RECORDS: Begin
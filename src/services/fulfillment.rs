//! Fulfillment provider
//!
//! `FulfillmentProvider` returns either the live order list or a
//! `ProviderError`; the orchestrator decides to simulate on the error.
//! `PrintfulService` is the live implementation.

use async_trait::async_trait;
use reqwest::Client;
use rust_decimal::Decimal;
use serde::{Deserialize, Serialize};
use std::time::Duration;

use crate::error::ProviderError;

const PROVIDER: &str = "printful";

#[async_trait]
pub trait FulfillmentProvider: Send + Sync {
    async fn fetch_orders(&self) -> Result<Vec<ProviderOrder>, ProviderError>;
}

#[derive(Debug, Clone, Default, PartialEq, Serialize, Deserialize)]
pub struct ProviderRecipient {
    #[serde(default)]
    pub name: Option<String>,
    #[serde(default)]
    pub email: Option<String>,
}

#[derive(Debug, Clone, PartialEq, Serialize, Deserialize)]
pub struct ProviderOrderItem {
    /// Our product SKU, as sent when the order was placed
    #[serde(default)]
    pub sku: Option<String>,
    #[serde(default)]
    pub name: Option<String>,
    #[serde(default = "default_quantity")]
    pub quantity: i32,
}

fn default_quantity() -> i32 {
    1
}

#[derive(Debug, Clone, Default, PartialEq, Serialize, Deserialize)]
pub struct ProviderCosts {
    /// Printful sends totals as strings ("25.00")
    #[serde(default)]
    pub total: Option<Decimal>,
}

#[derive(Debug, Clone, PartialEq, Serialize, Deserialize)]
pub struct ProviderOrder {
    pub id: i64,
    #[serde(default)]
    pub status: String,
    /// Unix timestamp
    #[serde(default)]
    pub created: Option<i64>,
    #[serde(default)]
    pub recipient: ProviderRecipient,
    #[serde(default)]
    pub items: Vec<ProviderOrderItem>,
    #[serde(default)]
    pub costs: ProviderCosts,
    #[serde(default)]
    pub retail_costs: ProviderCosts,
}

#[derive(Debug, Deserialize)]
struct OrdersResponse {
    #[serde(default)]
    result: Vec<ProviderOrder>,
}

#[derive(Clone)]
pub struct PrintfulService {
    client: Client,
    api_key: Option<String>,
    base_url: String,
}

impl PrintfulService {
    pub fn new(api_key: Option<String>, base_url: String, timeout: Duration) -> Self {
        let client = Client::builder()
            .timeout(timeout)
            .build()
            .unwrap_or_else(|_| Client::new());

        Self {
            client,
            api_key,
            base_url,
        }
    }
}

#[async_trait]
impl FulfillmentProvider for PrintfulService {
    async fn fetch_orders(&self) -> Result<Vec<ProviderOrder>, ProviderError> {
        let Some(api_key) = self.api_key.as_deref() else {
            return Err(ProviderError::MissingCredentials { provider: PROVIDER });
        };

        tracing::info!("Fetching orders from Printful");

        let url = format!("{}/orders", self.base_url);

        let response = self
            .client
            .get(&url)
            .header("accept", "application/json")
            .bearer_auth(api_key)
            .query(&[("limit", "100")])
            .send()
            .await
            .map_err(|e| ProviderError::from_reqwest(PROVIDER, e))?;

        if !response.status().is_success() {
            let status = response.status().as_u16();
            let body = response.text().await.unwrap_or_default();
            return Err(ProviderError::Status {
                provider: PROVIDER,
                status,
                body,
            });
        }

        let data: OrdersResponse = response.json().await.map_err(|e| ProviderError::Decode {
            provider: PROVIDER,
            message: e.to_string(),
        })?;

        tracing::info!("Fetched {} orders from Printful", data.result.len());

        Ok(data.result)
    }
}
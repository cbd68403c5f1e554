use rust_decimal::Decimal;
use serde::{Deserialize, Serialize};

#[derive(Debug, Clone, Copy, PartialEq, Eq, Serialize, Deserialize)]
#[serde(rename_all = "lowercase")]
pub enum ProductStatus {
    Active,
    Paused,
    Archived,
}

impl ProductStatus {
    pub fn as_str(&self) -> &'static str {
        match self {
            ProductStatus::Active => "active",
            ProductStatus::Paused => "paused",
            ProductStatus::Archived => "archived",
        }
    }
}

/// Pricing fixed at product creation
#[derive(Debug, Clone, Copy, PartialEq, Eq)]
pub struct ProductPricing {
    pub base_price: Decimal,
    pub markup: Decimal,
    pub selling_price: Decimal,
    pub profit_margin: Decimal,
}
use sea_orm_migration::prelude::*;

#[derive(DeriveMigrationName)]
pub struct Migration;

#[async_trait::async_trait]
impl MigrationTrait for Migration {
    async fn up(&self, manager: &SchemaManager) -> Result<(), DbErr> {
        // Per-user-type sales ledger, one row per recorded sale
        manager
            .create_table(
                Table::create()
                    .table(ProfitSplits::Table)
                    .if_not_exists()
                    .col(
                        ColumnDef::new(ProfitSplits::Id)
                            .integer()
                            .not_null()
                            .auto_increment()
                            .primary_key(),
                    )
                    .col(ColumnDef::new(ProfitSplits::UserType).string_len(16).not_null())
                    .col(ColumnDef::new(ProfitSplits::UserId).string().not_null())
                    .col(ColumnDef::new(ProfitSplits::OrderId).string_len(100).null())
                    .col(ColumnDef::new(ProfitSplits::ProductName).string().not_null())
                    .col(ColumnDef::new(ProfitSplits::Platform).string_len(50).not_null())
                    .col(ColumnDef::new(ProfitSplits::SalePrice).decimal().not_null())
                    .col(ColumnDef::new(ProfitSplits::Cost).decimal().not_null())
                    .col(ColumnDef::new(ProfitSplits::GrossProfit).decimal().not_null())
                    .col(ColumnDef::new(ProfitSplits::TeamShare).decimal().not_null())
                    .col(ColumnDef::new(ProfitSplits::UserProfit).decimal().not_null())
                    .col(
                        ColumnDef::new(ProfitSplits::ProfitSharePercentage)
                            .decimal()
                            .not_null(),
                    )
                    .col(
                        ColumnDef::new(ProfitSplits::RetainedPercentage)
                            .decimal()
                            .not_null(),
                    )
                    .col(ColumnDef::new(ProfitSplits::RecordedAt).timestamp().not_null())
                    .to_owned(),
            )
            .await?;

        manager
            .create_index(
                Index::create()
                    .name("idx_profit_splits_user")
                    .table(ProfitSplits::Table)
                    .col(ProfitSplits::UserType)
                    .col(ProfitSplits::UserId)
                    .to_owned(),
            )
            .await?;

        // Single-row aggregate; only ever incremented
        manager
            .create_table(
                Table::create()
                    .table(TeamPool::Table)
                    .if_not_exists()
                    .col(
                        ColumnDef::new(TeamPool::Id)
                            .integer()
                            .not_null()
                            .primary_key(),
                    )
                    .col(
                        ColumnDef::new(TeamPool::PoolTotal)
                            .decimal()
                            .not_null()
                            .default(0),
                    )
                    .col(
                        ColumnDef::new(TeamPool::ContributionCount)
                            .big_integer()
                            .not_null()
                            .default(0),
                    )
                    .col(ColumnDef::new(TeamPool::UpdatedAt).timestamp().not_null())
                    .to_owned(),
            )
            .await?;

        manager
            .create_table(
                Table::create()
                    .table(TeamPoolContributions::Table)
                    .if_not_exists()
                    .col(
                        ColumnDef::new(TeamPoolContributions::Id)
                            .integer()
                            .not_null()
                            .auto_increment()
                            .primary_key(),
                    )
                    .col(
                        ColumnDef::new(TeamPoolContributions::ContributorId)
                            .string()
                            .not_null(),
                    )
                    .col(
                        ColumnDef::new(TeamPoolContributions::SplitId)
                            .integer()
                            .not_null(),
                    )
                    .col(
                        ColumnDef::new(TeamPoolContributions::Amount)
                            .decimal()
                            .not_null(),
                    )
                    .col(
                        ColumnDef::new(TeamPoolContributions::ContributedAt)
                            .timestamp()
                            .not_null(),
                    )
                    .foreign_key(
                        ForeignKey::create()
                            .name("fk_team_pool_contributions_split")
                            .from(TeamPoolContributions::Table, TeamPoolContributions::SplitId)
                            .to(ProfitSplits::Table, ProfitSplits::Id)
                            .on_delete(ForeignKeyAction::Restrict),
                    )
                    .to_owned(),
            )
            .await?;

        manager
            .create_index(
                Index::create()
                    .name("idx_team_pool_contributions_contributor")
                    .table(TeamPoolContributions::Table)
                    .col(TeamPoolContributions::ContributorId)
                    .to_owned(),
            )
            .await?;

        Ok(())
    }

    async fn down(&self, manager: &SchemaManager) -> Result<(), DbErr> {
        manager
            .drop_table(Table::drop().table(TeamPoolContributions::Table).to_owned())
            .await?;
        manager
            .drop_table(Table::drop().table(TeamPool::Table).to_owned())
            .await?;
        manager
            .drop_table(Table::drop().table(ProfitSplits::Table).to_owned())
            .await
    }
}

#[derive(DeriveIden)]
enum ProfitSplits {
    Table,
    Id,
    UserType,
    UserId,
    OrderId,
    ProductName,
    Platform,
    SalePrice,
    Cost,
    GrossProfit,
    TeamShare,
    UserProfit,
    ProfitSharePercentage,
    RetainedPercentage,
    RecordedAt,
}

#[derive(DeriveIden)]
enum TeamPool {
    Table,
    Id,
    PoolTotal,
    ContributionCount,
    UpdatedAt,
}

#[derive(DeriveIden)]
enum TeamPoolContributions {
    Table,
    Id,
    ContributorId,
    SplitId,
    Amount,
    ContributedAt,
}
RECORDS: End
RECORDS: Begin
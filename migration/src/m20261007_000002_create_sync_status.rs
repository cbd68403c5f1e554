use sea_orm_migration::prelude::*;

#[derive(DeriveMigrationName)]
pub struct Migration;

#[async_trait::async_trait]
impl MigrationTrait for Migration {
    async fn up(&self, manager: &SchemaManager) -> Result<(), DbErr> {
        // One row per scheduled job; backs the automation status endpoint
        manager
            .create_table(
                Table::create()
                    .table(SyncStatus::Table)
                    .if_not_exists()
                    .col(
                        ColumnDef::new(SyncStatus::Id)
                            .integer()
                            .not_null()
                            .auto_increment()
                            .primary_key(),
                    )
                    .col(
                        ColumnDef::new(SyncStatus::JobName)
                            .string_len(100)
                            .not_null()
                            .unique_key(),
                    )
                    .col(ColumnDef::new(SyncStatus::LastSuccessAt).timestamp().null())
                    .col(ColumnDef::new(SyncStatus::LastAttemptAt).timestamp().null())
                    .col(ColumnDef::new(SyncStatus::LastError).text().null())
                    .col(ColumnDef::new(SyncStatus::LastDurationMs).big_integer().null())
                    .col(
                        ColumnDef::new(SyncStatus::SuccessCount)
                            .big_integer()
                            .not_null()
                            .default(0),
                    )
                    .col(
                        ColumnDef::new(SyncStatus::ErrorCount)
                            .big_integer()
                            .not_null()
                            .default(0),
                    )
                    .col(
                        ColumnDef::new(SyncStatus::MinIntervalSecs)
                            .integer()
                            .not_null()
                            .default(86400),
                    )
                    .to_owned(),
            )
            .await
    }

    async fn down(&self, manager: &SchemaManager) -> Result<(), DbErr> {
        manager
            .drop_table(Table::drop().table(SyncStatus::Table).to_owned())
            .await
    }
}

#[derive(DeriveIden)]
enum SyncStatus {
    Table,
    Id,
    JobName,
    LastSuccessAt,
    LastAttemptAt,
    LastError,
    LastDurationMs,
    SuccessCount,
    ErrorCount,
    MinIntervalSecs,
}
RECORDS: End
RECORDS: Begin
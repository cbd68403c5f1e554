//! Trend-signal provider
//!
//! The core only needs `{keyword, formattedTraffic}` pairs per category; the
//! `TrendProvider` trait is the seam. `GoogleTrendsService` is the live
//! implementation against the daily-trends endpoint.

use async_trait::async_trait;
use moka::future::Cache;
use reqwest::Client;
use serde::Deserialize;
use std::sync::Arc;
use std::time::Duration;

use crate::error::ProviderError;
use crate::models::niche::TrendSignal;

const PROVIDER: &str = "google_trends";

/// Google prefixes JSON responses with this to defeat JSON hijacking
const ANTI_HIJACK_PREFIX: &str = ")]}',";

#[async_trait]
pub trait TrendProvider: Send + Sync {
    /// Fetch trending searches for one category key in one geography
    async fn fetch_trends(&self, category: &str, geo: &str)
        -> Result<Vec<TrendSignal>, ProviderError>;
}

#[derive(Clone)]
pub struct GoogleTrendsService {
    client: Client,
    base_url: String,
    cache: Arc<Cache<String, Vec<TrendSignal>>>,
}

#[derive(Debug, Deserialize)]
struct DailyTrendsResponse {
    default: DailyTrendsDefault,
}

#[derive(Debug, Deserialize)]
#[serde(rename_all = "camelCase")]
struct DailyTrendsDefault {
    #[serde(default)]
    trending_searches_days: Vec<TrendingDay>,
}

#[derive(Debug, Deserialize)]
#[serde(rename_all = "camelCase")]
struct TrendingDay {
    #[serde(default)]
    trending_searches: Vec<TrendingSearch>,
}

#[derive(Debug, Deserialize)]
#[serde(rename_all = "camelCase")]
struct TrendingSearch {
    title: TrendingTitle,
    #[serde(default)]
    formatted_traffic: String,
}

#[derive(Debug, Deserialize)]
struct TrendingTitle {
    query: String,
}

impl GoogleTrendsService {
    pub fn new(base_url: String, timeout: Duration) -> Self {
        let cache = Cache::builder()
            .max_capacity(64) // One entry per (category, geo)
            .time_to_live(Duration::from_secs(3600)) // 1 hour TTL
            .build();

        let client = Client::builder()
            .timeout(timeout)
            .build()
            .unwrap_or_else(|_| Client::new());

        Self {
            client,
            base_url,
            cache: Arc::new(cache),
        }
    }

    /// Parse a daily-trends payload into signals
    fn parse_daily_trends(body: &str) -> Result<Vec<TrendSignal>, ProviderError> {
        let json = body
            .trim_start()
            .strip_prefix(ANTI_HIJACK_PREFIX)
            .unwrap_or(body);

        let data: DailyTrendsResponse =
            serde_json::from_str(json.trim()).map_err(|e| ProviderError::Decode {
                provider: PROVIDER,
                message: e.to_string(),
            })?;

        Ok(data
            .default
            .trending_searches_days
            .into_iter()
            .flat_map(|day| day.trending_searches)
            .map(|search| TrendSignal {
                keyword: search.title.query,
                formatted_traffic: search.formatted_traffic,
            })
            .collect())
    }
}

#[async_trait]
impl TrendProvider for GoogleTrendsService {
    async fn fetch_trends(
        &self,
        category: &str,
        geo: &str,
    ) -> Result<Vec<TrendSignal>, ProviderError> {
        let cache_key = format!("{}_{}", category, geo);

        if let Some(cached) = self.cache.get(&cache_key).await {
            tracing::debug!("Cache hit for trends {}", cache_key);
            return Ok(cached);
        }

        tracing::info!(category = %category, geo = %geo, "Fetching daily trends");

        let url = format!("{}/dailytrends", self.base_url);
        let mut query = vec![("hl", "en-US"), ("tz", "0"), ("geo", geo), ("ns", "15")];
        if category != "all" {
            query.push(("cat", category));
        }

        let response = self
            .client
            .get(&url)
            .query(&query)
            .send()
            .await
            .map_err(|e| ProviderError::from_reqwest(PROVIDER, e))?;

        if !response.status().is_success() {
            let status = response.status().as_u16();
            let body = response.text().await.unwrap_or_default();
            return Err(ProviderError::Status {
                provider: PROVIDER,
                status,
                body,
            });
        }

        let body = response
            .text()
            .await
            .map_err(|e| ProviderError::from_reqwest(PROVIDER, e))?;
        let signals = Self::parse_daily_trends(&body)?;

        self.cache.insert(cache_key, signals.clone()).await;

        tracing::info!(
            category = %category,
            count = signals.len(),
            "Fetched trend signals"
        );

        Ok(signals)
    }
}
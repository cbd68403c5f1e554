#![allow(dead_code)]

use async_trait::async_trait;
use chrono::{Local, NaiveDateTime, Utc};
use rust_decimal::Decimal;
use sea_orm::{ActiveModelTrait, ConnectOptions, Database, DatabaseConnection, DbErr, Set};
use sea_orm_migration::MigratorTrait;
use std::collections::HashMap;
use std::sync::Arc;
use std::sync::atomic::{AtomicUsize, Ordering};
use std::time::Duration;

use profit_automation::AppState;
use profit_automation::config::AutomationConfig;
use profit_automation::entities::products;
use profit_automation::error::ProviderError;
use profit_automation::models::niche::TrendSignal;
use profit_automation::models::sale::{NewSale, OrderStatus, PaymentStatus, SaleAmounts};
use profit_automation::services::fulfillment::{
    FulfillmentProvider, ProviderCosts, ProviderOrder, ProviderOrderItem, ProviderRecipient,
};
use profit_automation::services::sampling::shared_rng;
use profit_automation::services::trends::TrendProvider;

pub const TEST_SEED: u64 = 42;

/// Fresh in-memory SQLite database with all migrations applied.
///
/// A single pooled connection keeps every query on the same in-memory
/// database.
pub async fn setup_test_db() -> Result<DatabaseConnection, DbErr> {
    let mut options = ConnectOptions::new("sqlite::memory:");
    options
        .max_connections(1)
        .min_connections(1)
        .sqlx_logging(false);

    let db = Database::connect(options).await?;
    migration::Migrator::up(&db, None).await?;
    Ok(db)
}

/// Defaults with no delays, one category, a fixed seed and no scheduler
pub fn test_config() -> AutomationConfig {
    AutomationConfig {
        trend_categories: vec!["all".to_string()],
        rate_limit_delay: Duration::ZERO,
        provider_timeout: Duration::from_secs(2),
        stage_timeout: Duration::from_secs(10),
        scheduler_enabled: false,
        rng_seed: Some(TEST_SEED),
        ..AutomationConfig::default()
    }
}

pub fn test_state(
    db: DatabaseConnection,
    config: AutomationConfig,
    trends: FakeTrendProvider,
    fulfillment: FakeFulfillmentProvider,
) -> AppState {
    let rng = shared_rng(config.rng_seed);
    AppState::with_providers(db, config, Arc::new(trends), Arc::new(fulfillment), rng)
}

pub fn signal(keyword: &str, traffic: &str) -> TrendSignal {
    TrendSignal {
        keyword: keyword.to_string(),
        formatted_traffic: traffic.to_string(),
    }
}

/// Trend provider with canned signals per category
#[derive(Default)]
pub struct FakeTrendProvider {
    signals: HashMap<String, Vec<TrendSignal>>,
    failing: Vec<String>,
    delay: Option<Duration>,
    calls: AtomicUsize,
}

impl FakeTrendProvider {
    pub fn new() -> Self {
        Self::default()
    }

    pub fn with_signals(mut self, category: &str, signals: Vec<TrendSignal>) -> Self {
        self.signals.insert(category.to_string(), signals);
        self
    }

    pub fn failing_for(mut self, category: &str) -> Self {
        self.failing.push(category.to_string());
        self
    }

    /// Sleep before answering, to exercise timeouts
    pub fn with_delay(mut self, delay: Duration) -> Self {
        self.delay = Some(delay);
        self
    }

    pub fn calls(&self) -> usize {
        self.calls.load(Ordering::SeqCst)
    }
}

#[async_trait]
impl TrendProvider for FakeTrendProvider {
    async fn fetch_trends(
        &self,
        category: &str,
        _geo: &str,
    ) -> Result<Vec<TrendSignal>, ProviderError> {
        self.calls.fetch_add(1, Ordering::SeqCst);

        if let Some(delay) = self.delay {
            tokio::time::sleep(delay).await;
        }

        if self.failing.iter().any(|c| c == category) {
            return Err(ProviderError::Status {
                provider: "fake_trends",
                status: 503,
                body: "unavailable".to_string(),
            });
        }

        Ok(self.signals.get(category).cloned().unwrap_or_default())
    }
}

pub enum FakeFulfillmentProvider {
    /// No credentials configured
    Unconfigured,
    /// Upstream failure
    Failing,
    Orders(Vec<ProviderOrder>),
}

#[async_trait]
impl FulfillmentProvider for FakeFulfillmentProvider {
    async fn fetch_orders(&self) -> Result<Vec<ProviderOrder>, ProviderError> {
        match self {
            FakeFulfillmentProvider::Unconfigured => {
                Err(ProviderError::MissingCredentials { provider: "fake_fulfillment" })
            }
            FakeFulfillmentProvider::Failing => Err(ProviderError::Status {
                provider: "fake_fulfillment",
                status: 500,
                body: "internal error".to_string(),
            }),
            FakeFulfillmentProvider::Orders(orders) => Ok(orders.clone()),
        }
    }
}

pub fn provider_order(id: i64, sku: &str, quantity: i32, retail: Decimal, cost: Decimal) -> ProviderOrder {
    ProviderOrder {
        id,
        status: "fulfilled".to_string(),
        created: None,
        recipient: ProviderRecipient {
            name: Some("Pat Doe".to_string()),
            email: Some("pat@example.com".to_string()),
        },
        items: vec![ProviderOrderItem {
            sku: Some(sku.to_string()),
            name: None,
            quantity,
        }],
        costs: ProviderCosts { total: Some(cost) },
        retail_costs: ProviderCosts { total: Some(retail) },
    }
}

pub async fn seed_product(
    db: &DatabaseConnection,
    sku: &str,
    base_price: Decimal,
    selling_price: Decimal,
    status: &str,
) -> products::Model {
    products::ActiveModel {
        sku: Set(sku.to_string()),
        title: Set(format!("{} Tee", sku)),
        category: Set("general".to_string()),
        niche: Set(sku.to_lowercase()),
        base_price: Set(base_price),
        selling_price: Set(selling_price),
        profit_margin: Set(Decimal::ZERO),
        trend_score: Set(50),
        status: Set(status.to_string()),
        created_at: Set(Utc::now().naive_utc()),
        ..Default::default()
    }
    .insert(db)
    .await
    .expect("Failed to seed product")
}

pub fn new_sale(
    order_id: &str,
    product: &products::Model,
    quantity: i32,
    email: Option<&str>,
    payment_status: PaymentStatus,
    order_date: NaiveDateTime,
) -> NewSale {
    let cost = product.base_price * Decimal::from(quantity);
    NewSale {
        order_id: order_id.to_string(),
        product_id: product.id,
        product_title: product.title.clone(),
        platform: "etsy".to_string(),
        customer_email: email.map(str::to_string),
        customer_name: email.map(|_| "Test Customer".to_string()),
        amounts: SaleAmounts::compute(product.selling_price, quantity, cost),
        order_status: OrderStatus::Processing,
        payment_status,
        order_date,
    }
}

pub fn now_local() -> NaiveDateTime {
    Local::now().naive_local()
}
RECORDS: End
## PROBLEM DESCRIPTION
A single number is expected: how many lines in the material above contain the word "filename".

## WRITTEN RESPONSE
2